Before continuous mining machines were invented the only method of extraction used at Winsford was the drilling and blasting technique.
It was used for nearly 70 years and, despite a few changes and advances in machinery, the basic five-point technique remains unchanged.
Undercutters with tungsten cutting picks hack out a slot at the base of the face, holes are drilled, charged with explosives and then detonated.
A typical blast yields 1,250 tonnes of salt.
Winsford has the largest wheeled loading shovel in any underground UK mine — it carries up to 18 tonnes in its bucket — and a crusher system and conveyor belt transports the salt to the shaft to take it to the surface.

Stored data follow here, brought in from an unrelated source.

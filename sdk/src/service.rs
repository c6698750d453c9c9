use crate::edm::context::EdmContext;
use crate::entity::builder::EntityBuilder;
use crate::entity::record::EntityRecord;
use crate::error::{ODataError, ODataResult};
use crate::expand::ExpandOption;
use crate::operations::{OperationRegistry, ParameterMap};
use tracing::debug;

/// Request-level entry point: routes entity-set reads and function calls
/// through the registries and projects the results.
///
/// Owns the schema context and the registries; transports hold one service
/// and call it from any thread.
pub struct EntityService {
    context: EdmContext,
    registry: OperationRegistry,
}

impl EntityService {
    pub fn new(context: EdmContext, registry: OperationRegistry) -> Self {
        Self { context, registry }
    }

    pub fn context(&self) -> &EdmContext {
        &self.context
    }

    pub fn registry(&self) -> &OperationRegistry {
        &self.registry
    }

    /// Read one entity by key literal and project it.
    ///
    /// `Ok(None)` when the set is known but holds no such object; an unknown
    /// set is an error.
    pub fn read_entity(
        &self,
        entity_set: &str,
        key: &str,
        expand: Option<&ExpandOption>,
    ) -> ODataResult<Option<EntityRecord>> {
        let op = self
            .registry
            .entity(entity_set)
            .ok_or_else(|| ODataError::unknown_entity_set(entity_set))?;
        debug!("Reading '{}' from entity set '{}'", key, entity_set);
        match op.read(key) {
            Some(object) => {
                let record = EntityBuilder::new(&self.context).build(object.as_ref(), expand)?;
                Ok(Some(record))
            }
            None => Ok(None),
        }
    }

    /// Read and project a whole entity set.
    pub fn read_collection(
        &self,
        entity_set: &str,
        expand: Option<&ExpandOption>,
    ) -> ODataResult<Vec<EntityRecord>> {
        let op = self
            .registry
            .entity(entity_set)
            .ok_or_else(|| ODataError::unknown_entity_set(entity_set))?;
        let builder = EntityBuilder::new(&self.context);
        let objects = op.read_all();
        debug!("Reading {} objects from entity set '{}'", objects.len(), entity_set);
        let mut records = Vec::with_capacity(objects.len());
        for object in &objects {
            records.push(builder.build(object.as_ref(), expand)?);
        }
        Ok(records)
    }

    /// Invoke a registered custom operation and project its payload.
    ///
    /// The payload projects without expansion; callers wanting inline edges
    /// read the entity back through its set.
    pub fn invoke_function(
        &self,
        name: &str,
        params: &ParameterMap,
    ) -> ODataResult<Option<EntityRecord>> {
        let op = self
            .registry
            .function(name)
            .ok_or_else(|| ODataError::unknown_function(name))?;
        match op.invoke(params)? {
            Some(object) => {
                let record = EntityBuilder::new(&self.context).build(object.as_ref(), None)?;
                Ok(Some(record))
            }
            None => Ok(None),
        }
    }
}

#[cfg(test)]
mod tests {
    use super::*;
    use crate::edm::model::EdmModel;
    use crate::error::StatusCode;
    use crate::operations::CustomOperation;
    use crate::testing::MemoryOperation;
    use crate::testing::fixtures::{commerce_context, sample_order};
    use std::sync::Arc;

    fn service() -> EntityService {
        let mut registry = OperationRegistry::new();
        registry.register_entity(Arc::new(MemoryOperation::new(
            "Orders",
            vec![sample_order()],
            |order| order.id.to_string(),
        )));
        EntityService::new(commerce_context(), registry)
    }

    #[test]
    fn reads_and_projects_one_entity() {
        let record = service().read_entity("Orders", "42", None).unwrap().unwrap();
        assert_eq!(record.id.as_deref(), Some("Orders(42)"));
        assert_eq!(record.type_name, "Commerce.Order");
        assert!(record.navigation_links.is_empty());
    }

    #[test]
    fn missing_objects_are_none_not_errors() {
        assert!(service().read_entity("Orders", "404", None).unwrap().is_none());
    }

    #[test]
    fn unknown_sets_fail_with_not_found() {
        let err = service().read_entity("Invoices", "1", None).unwrap_err();
        assert!(matches!(err, ODataError::UnknownEntitySet { .. }));
        assert_eq!(err.status(), StatusCode::NotFound);
    }

    #[test]
    fn collections_project_every_object() {
        let records = service().read_collection("Orders", None).unwrap();
        assert_eq!(records.len(), 1);
        assert_eq!(records[0].id.as_deref(), Some("Orders(42)"));
    }

    #[test]
    fn expand_flows_through_the_service() {
        let expand = ExpandOption::edge("items");
        let record = service()
            .read_entity("Orders", "42", Some(&expand))
            .unwrap()
            .unwrap();
        let link = record.navigation("items").unwrap();
        assert_eq!(link.inline.as_collection().unwrap().len(), 2);
    }

    #[test]
    fn functions_project_their_payload() {
        struct LatestOrder;

        impl CustomOperation for LatestOrder {
            fn name(&self) -> &str {
                "latestOrder"
            }

            fn invoke(&self, _params: &ParameterMap) -> ODataResult<Option<Box<dyn EdmModel>>> {
                Ok(Some(Box::new(sample_order())))
            }
        }

        let mut registry = OperationRegistry::new();
        registry.register_function(Arc::new(LatestOrder));
        let service = EntityService::new(commerce_context(), registry);

        let record = service
            .invoke_function("latestOrder", &ParameterMap::default())
            .unwrap()
            .unwrap();
        assert_eq!(record.id.as_deref(), Some("Orders(42)"));

        let err = service
            .invoke_function("nothing", &ParameterMap::default())
            .unwrap_err();
        assert!(matches!(err, ODataError::UnknownFunction { .. }));
    }
}
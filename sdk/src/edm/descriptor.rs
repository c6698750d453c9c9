use crate::edm::primitive::PrimitiveType;
use dashmap::DashMap;
use std::fmt;
use std::sync::LazyLock;

/// How a type participates in the entity model.
#[derive(Debug, Clone, Copy, PartialEq, Eq)]
pub enum TypeKind {
    /// Addressable type with identity, exposed through an entity set.
    Entity {
        entity_set: &'static str,
        /// Key field wire names, in declaration order.
        keys: &'static [&'static str],
    },
    /// Embeddable value type with no identity.
    Complex,
    /// Closed set of named variants, transmitted by ordinal.
    Enum,
}

/// Lazy handle to a type descriptor.
///
/// Descriptors reference each other through a function pointer so that
/// mutually-recursive types (Order -> OrderItem -> Order) can both be
/// declared as plain statics.
#[derive(Clone, Copy)]
pub struct DescriptorRef(pub fn() -> &'static TypeDescriptor);

impl DescriptorRef {
    pub fn get(&self) -> &'static TypeDescriptor {
        (self.0)()
    }
}

impl fmt::Debug for DescriptorRef {
    fn fmt(&self, f: &mut fmt::Formatter<'_>) -> fmt::Result {
        f.debug_tuple("DescriptorRef")
            .field(&self.get().qualified_name())
            .finish()
    }
}

impl PartialEq for DescriptorRef {
    fn eq(&self, other: &Self) -> bool {
        std::ptr::eq(self.get(), other.get())
    }
}

impl Eq for DescriptorRef {}

/// Whether a field projects as a property or as a navigation edge.
#[derive(Debug, Clone, Copy, PartialEq, Eq)]
pub enum FieldKind {
    Property,
    Navigation,
}

/// Declared container of a field.
#[derive(Debug, Clone, Copy, PartialEq, Eq)]
pub enum FieldShape {
    Single,
    Collection,
}

/// Statically-declared type of a field, or of a collection's elements.
#[derive(Debug, Clone, Copy, PartialEq, Eq)]
pub enum TypeRef {
    Primitive(PrimitiveType),
    Declared(DescriptorRef),
    /// Declared with a type the protocol cannot carry. Kept so that
    /// classification can fail with the offending type name.
    Unsupported(&'static str),
}

impl TypeRef {
    /// Human-readable type name for diagnostics.
    pub fn display_name(&self) -> String {
        match self {
            Self::Primitive(p) => p.wire_name().to_string(),
            Self::Declared(r) => r.get().qualified_name(),
            Self::Unsupported(name) => (*name).to_string(),
        }
    }
}

/// Static metadata for one field. The wire name already has any declared
/// override applied.
#[derive(Debug, Clone, Copy, PartialEq, Eq)]
pub struct FieldDescriptor {
    pub name: &'static str,
    pub kind: FieldKind,
    pub shape: FieldShape,
    pub ty: TypeRef,
}

/// Static metadata for one application type.
///
/// One descriptor exists per type, declared as a `static` and handed out by
/// reference; the engine never builds descriptors at run time.
#[derive(Debug)]
pub struct TypeDescriptor {
    pub name: &'static str,
    pub namespace: &'static str,
    pub kind: TypeKind,
    /// Own declared fields, in declaration order.
    pub fields: &'static [FieldDescriptor],
    /// Immediate parent type whose own fields are merged after this type's.
    /// Only one level is collected; grandparent fields never appear.
    pub parent: Option<DescriptorRef>,
}

static FIELD_TABLES: LazyLock<DashMap<usize, &'static [FieldDescriptor], ahash::RandomState>> =
    LazyLock::new(|| DashMap::with_hasher(ahash::RandomState::new()));

impl TypeDescriptor {
    /// Fully-scoped protocol type identifier, `<namespace>.<name>`.
    pub fn qualified_name(&self) -> String {
        format!("{}.{}", self.namespace, self.name)
    }

    pub fn is_entity_type(&self) -> bool {
        matches!(self.kind, TypeKind::Entity { .. })
    }

    pub fn is_complex_type(&self) -> bool {
        matches!(self.kind, TypeKind::Complex)
    }

    pub fn is_enum_type(&self) -> bool {
        matches!(self.kind, TypeKind::Enum)
    }

    /// Entity-set name, for entity types.
    pub fn entity_set(&self) -> Option<&'static str> {
        match self.kind {
            TypeKind::Entity { entity_set, .. } => Some(entity_set),
            _ => None,
        }
    }

    /// Declared key field names, empty for non-entity types.
    pub fn keys(&self) -> &'static [&'static str] {
        match self.kind {
            TypeKind::Entity { keys, .. } => keys,
            _ => &[],
        }
    }

    /// Own fields followed by the immediate parent's own fields.
    ///
    /// The merged table is memoized per type; concurrent first calls may
    /// race but settle on one table. Types without a parent return their
    /// field slice directly.
    pub fn field_table(&'static self) -> &'static [FieldDescriptor] {
        let Some(parent) = self.parent else {
            return self.fields;
        };
        let key = self as *const Self as usize;
        if let Some(table) = FIELD_TABLES.get(&key) {
            return *table;
        }
        *FIELD_TABLES.entry(key).or_insert_with(|| {
            let parent = parent.get();
            let mut merged = Vec::with_capacity(self.fields.len() + parent.fields.len());
            merged.extend_from_slice(self.fields);
            merged.extend_from_slice(parent.fields);
            Box::leak(merged.into_boxed_slice())
        })
    }
}

#[cfg(test)]
mod tests {
    use super::*;

    static GRANDPARENT: TypeDescriptor = TypeDescriptor {
        name: "Root",
        namespace: "Test",
        kind: TypeKind::Complex,
        fields: &[FieldDescriptor {
            name: "rootOnly",
            kind: FieldKind::Property,
            shape: FieldShape::Single,
            ty: TypeRef::Primitive(PrimitiveType::String),
        }],
        parent: None,
    };

    static PARENT: TypeDescriptor = TypeDescriptor {
        name: "Base",
        namespace: "Test",
        kind: TypeKind::Complex,
        fields: &[FieldDescriptor {
            name: "createdAt",
            kind: FieldKind::Property,
            shape: FieldShape::Single,
            ty: TypeRef::Primitive(PrimitiveType::DateTimeOffset),
        }],
        parent: Some(DescriptorRef(|| &GRANDPARENT)),
    };

    static CHILD: TypeDescriptor = TypeDescriptor {
        name: "Child",
        namespace: "Test",
        kind: TypeKind::Entity {
            entity_set: "Children",
            keys: &["id"],
        },
        fields: &[
            FieldDescriptor {
                name: "id",
                kind: FieldKind::Property,
                shape: FieldShape::Single,
                ty: TypeRef::Primitive(PrimitiveType::Int32),
            },
            FieldDescriptor {
                name: "label",
                kind: FieldKind::Property,
                shape: FieldShape::Single,
                ty: TypeRef::Primitive(PrimitiveType::String),
            },
        ],
        parent: Some(DescriptorRef(|| &PARENT)),
    };

    #[test]
    fn qualified_name_joins_namespace_and_name() {
        assert_eq!(CHILD.qualified_name(), "Test.Child");
    }

    #[test]
    fn field_table_appends_parent_fields_after_own() {
        let names: Vec<&str> = CHILD.field_table().iter().map(|f| f.name).collect();
        assert_eq!(names, vec!["id", "label", "createdAt"]);
    }

    #[test]
    fn field_table_stops_at_one_level() {
        assert!(CHILD.field_table().iter().all(|f| f.name != "rootOnly"));
    }

    #[test]
    fn field_table_is_memoized() {
        let first = CHILD.field_table();
        let second = CHILD.field_table();
        assert!(std::ptr::eq(first.as_ptr(), second.as_ptr()));
    }

    #[test]
    fn parentless_types_reuse_their_field_slice() {
        assert!(std::ptr::eq(
            GRANDPARENT.field_table().as_ptr(),
            GRANDPARENT.fields.as_ptr()
        ));
    }

    #[test]
    fn kind_accessors_follow_the_declaration() {
        assert!(CHILD.is_entity_type());
        assert_eq!(CHILD.entity_set(), Some("Children"));
        assert_eq!(CHILD.keys(), &["id"]);
        assert!(PARENT.is_complex_type());
        assert!(PARENT.keys().is_empty());
    }
}
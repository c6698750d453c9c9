use crate::edm::descriptor::TypeDescriptor;
use crate::edm::primitive::PrimitiveValue;
use std::fmt;

/// Implemented by application types that project into entity records.
///
/// The contract is deliberately small so impls can be written by hand or
/// generated. `field` must answer for every wire name in the type's field
/// table, including fields declared by the immediate parent type; unknown
/// names answer `FieldValue::Null`.
pub trait EdmModel {
    /// Static descriptor for the runtime type.
    fn descriptor(&self) -> &'static TypeDescriptor;

    /// Read the runtime value of one declared field by wire name.
    fn field(&self, name: &str) -> FieldValue<'_>;
}

/// Implemented by application enums declared as protocol enum types.
pub trait EdmEnum {
    /// Descriptor with `TypeKind::Enum`.
    fn descriptor() -> &'static TypeDescriptor
    where
        Self: Sized;

    /// Zero-based position among declared variants.
    fn ordinal(&self) -> i32;

    /// Declared variant name, used for diagnostics only.
    fn variant_name(&self) -> &'static str;
}

/// Enum variant captured by ordinal position among declared variants.
///
/// The ordinal is what gets transmitted; the name travels along purely for
/// diagnostics.
#[derive(Debug, Clone, Copy, PartialEq, Eq)]
pub struct EnumValue {
    pub ordinal: i32,
    pub name: &'static str,
}

impl EnumValue {
    pub fn new(ordinal: i32, name: &'static str) -> Self {
        Self { ordinal, name }
    }

    pub fn of<T: EdmEnum>(value: &T) -> Self {
        Self::new(value.ordinal(), value.variant_name())
    }
}

/// Runtime value of one field as handed to the projection engine.
///
/// The variants mirror the declarable shapes so the engine can check a value
/// against its declaration instead of downcasting.
pub enum FieldValue<'a> {
    /// Unset optional value; also the answer for unknown field names.
    Null,
    Primitive(PrimitiveValue),
    Enum(EnumValue),
    PrimitiveList(Vec<PrimitiveValue>),
    EnumList(Vec<EnumValue>),
    Complex(&'a dyn EdmModel),
    ComplexList(Vec<&'a dyn EdmModel>),
    Entity(&'a dyn EdmModel),
    EntityList(Vec<&'a dyn EdmModel>),
}

impl FieldValue<'_> {
    pub fn is_null(&self) -> bool {
        matches!(self, Self::Null)
    }

    /// Shape label used in mismatch diagnostics.
    pub(crate) fn shape_name(&self) -> &'static str {
        match self {
            Self::Null => "null",
            Self::Primitive(_) => "primitive",
            Self::Enum(_) => "enum",
            Self::PrimitiveList(_) => "primitive collection",
            Self::EnumList(_) => "enum collection",
            Self::Complex(_) => "complex",
            Self::ComplexList(_) => "complex collection",
            Self::Entity(_) => "entity",
            Self::EntityList(_) => "entity collection",
        }
    }
}

impl fmt::Debug for FieldValue<'_> {
    fn fmt(&self, f: &mut fmt::Formatter<'_>) -> fmt::Result {
        match self {
            Self::Primitive(value) => f.debug_tuple("Primitive").field(value).finish(),
            Self::Enum(value) => f.debug_tuple("Enum").field(value).finish(),
            other => f.write_str(other.shape_name()),
        }
    }
}
use std::fmt;
use thiserror::Error;

/// HTTP-style status classification carried by projection and routing errors.
///
/// The crate never speaks HTTP itself; callers map this onto their transport.
#[derive(Debug, Clone, Copy, PartialEq, Eq, Hash)]
pub enum StatusCode {
    BadRequest,
    NotFound,
    InternalServerError,
    NotImplemented,
}

impl StatusCode {
    pub const fn as_u16(&self) -> u16 {
        match self {
            Self::BadRequest => 400,
            Self::NotFound => 404,
            Self::InternalServerError => 500,
            Self::NotImplemented => 501,
        }
    }
}

impl fmt::Display for StatusCode {
    fn fmt(&self, f: &mut fmt::Formatter<'_>) -> fmt::Result {
        write!(f, "{}", self.as_u16())
    }
}

/// Error type for entity projection and service routing
#[derive(Error, Debug)]
pub enum ODataError {
    /// Type projected without an entity-type or complex-type declaration
    #[error("Type '{type_name}' is declared neither as an entity type nor as a complex type")]
    MissingTypeMarker {
        type_name: String,
    },

    /// Entity type without a usable entity set
    #[error("Entity type '{type_name}' does not declare an entity set")]
    MissingEntitySet {
        type_name: String,
    },

    /// Entity, complex, or entity-set declaration with an empty name
    #[error("Type '{type_name}' declares an empty {role} name")]
    EmptyName {
        type_name: String,
        role: String,
    },

    /// Entity type without key fields
    #[error("Entity type '{type_name}' declares no key fields")]
    MissingKeys {
        type_name: String,
    },

    /// Field whose declared type has no protocol representation
    #[error("Field '{field}' of '{type_name}' has unrecognized declared type '{declared}'")]
    UnrecognizedType {
        type_name: String,
        field: String,
        declared: String,
    },

    /// Runtime value that does not match the declared field shape
    #[error("Field '{field}' of '{type_name}' holds a {actual} value but is declared as {declared}")]
    ValueMismatch {
        type_name: String,
        field: String,
        declared: String,
        actual: String,
    },

    /// No entity operation registered for the requested entity set
    #[error("No entity operation registered for entity set '{entity_set}'")]
    UnknownEntitySet {
        entity_set: String,
    },

    /// No custom operation registered under the requested name
    #[error("No custom operation registered under name '{name}'")]
    UnknownFunction {
        name: String,
    },
}

impl ODataError {
    /// Create a MissingTypeMarker error
    pub fn missing_type_marker<T: AsRef<str>>(type_name: T) -> Self {
        Self::MissingTypeMarker {
            type_name: type_name.as_ref().to_string(),
        }
    }

    /// Create a MissingEntitySet error
    pub fn missing_entity_set<T: AsRef<str>>(type_name: T) -> Self {
        Self::MissingEntitySet {
            type_name: type_name.as_ref().to_string(),
        }
    }

    /// Create an EmptyName error
    pub fn empty_name<T: AsRef<str>, R: AsRef<str>>(type_name: T, role: R) -> Self {
        Self::EmptyName {
            type_name: type_name.as_ref().to_string(),
            role: role.as_ref().to_string(),
        }
    }

    /// Create a MissingKeys error
    pub fn missing_keys<T: AsRef<str>>(type_name: T) -> Self {
        Self::MissingKeys {
            type_name: type_name.as_ref().to_string(),
        }
    }

    /// Create an UnrecognizedType error
    pub fn unrecognized_type<T: AsRef<str>, F: AsRef<str>, D: AsRef<str>>(
        type_name: T,
        field: F,
        declared: D,
    ) -> Self {
        Self::UnrecognizedType {
            type_name: type_name.as_ref().to_string(),
            field: field.as_ref().to_string(),
            declared: declared.as_ref().to_string(),
        }
    }

    /// Create a ValueMismatch error
    pub fn value_mismatch<T: AsRef<str>, F: AsRef<str>, D: AsRef<str>, A: AsRef<str>>(
        type_name: T,
        field: F,
        declared: D,
        actual: A,
    ) -> Self {
        Self::ValueMismatch {
            type_name: type_name.as_ref().to_string(),
            field: field.as_ref().to_string(),
            declared: declared.as_ref().to_string(),
            actual: actual.as_ref().to_string(),
        }
    }

    /// Create an UnknownEntitySet error
    pub fn unknown_entity_set<S: AsRef<str>>(entity_set: S) -> Self {
        Self::UnknownEntitySet {
            entity_set: entity_set.as_ref().to_string(),
        }
    }

    /// Create an UnknownFunction error
    pub fn unknown_function<N: AsRef<str>>(name: N) -> Self {
        Self::UnknownFunction {
            name: name.as_ref().to_string(),
        }
    }

    /// Get the status classification for this error
    pub fn status(&self) -> StatusCode {
        match self {
            Self::MissingTypeMarker { .. }
            | Self::MissingEntitySet { .. }
            | Self::EmptyName { .. }
            | Self::MissingKeys { .. }
            | Self::UnrecognizedType { .. }
            | Self::ValueMismatch { .. } => StatusCode::InternalServerError,

            Self::UnknownEntitySet { .. } | Self::UnknownFunction { .. } => StatusCode::NotFound,
        }
    }

    /// Check if this error comes from how an application type is declared.
    ///
    /// Configuration errors are fatal to the projection that hit them and are
    /// never retried; fixing them requires changing the application's type
    /// declarations, not the request.
    pub fn is_configuration(&self) -> bool {
        matches!(
            self,
            Self::MissingTypeMarker { .. }
                | Self::MissingEntitySet { .. }
                | Self::EmptyName { .. }
                | Self::MissingKeys { .. }
                | Self::UnrecognizedType { .. }
                | Self::ValueMismatch { .. }
        )
    }
}

/// Result type alias for projection and service operations
pub type ODataResult<T> = Result<T, ODataError>;

#[cfg(test)]
mod tests {
    use super::*;

    #[test]
    fn configuration_errors_are_server_side() {
        let err = ODataError::missing_type_marker("Order");
        assert!(err.is_configuration());
        assert_eq!(err.status(), StatusCode::InternalServerError);
        assert_eq!(err.status().as_u16(), 500);
    }

    #[test]
    fn routing_errors_are_not_found() {
        let err = ODataError::unknown_entity_set("Orders");
        assert!(!err.is_configuration());
        assert_eq!(err.status(), StatusCode::NotFound);
    }

    #[test]
    fn messages_name_the_offending_field() {
        let err = ODataError::unrecognized_type("Order", "meta", "serde_json::Value");
        let text = err.to_string();
        assert!(text.contains("meta"));
        assert!(text.contains("Order"));
        assert!(text.contains("serde_json::Value"));
    }
}
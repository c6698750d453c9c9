use serde::Serialize;

/// Kind of one path segment inside an expand item.
#[derive(Debug, Clone, Copy, PartialEq, Eq, Serialize)]
pub enum SegmentKind {
    /// Navigation edge; the only kind that participates in matching.
    Navigation,
    /// Structural property traversed on the way to an edge.
    Property,
    /// Trailing count segment.
    Count,
}

/// One path segment of an expand item.
#[derive(Debug, Clone, PartialEq, Eq, Serialize)]
pub struct ExpandSegment {
    pub kind: SegmentKind,
    pub name: String,
}

impl ExpandSegment {
    pub fn navigation(name: impl Into<String>) -> Self {
        Self {
            kind: SegmentKind::Navigation,
            name: name.into(),
        }
    }

    pub fn property(name: impl Into<String>) -> Self {
        Self {
            kind: SegmentKind::Property,
            name: name.into(),
        }
    }

    pub fn count() -> Self {
        Self {
            kind: SegmentKind::Count,
            name: "$count".to_string(),
        }
    }
}

/// One requested expansion: a segment path plus an optional nested option
/// applied when recursing into the matched records.
#[derive(Debug, Clone, PartialEq, Eq, Serialize)]
pub struct ExpandItem {
    path: Vec<ExpandSegment>,
    nested: Option<ExpandOption>,
}

impl ExpandItem {
    pub fn new(path: Vec<ExpandSegment>) -> Self {
        Self { path, nested: None }
    }

    /// Item with a single navigation segment, the common case.
    pub fn navigation(name: impl Into<String>) -> Self {
        Self::new(vec![ExpandSegment::navigation(name)])
    }

    pub fn with_nested(mut self, nested: ExpandOption) -> Self {
        self.nested = Some(nested);
        self
    }

    pub fn path(&self) -> &[ExpandSegment] {
        &self.path
    }

    pub fn nested(&self) -> Option<&ExpandOption> {
        self.nested.as_ref()
    }

    /// Whether any navigation segment in the path names this edge.
    pub fn matches_navigation(&self, wire_name: &str) -> bool {
        self.path
            .iter()
            .any(|s| s.kind == SegmentKind::Navigation && s.name == wire_name)
    }
}

/// The caller's declaration of which navigation edges to materialize.
///
/// Arrives pre-parsed, immutable, and is consumed top-down during
/// projection.
#[derive(Debug, Clone, Default, PartialEq, Eq, Serialize)]
pub struct ExpandOption {
    items: Vec<ExpandItem>,
}

impl ExpandOption {
    pub fn new(items: Vec<ExpandItem>) -> Self {
        Self { items }
    }

    /// Option requesting a single navigation edge.
    pub fn edge(name: impl Into<String>) -> Self {
        Self::new(vec![ExpandItem::navigation(name)])
    }

    pub fn with_item(mut self, item: ExpandItem) -> Self {
        self.items.push(item);
        self
    }

    pub fn items(&self) -> &[ExpandItem] {
        &self.items
    }

    pub fn is_empty(&self) -> bool {
        self.items.is_empty()
    }
}

#[cfg(test)]
mod tests {
    use super::*;

    #[test]
    fn navigation_segments_match_by_name() {
        let item = ExpandItem::navigation("items");
        assert!(item.matches_navigation("items"));
        assert!(!item.matches_navigation("customer"));
    }

    #[test]
    fn non_navigation_segments_never_match() {
        let item = ExpandItem::new(vec![
            ExpandSegment::property("shipTo"),
            ExpandSegment::count(),
        ]);
        assert!(!item.matches_navigation("shipTo"));
        assert!(!item.matches_navigation("$count"));
    }

    #[test]
    fn deep_paths_match_on_the_navigation_part() {
        let item = ExpandItem::new(vec![
            ExpandSegment::property("shipTo"),
            ExpandSegment::navigation("carrier"),
        ]);
        assert!(item.matches_navigation("carrier"));
    }

    #[test]
    fn nested_options_ride_along() {
        let nested = ExpandOption::edge("lines");
        let item = ExpandItem::navigation("orders").with_nested(nested.clone());
        assert_eq!(item.nested(), Some(&nested));
        assert!(ExpandOption::default().is_empty());
        assert_eq!(ExpandOption::edge("orders").items().len(), 1);
    }
}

Salt has also made its mark on the towns around Winsford like Northwich, Middlewich and Nantwich.
They all take their names from salt production, with “wych” often meaning “brine town”.
And Winsford’s landscape was also shaped by salt —Winsford Flashes along the course of the River Weaver were formed in the 19th century after subsidence caused by brine extraction, where the rock salt deposits were dissolved and washed out by water.
As the ground slumped into the voids, the River Weaver widened at each point, until lakes were made where arable land had once been.
In the late 19th century, Winsford Flashes became popular with working class day-trippers from the near-by industrial centres of Manchester and the Staffordshire Potteries.
The town also boasted an outdoor brine pool, which opened 75 years ago, and closed in the 1970s.
It was a cold water pool, which opened from May to September, but shut after a series of bad summers.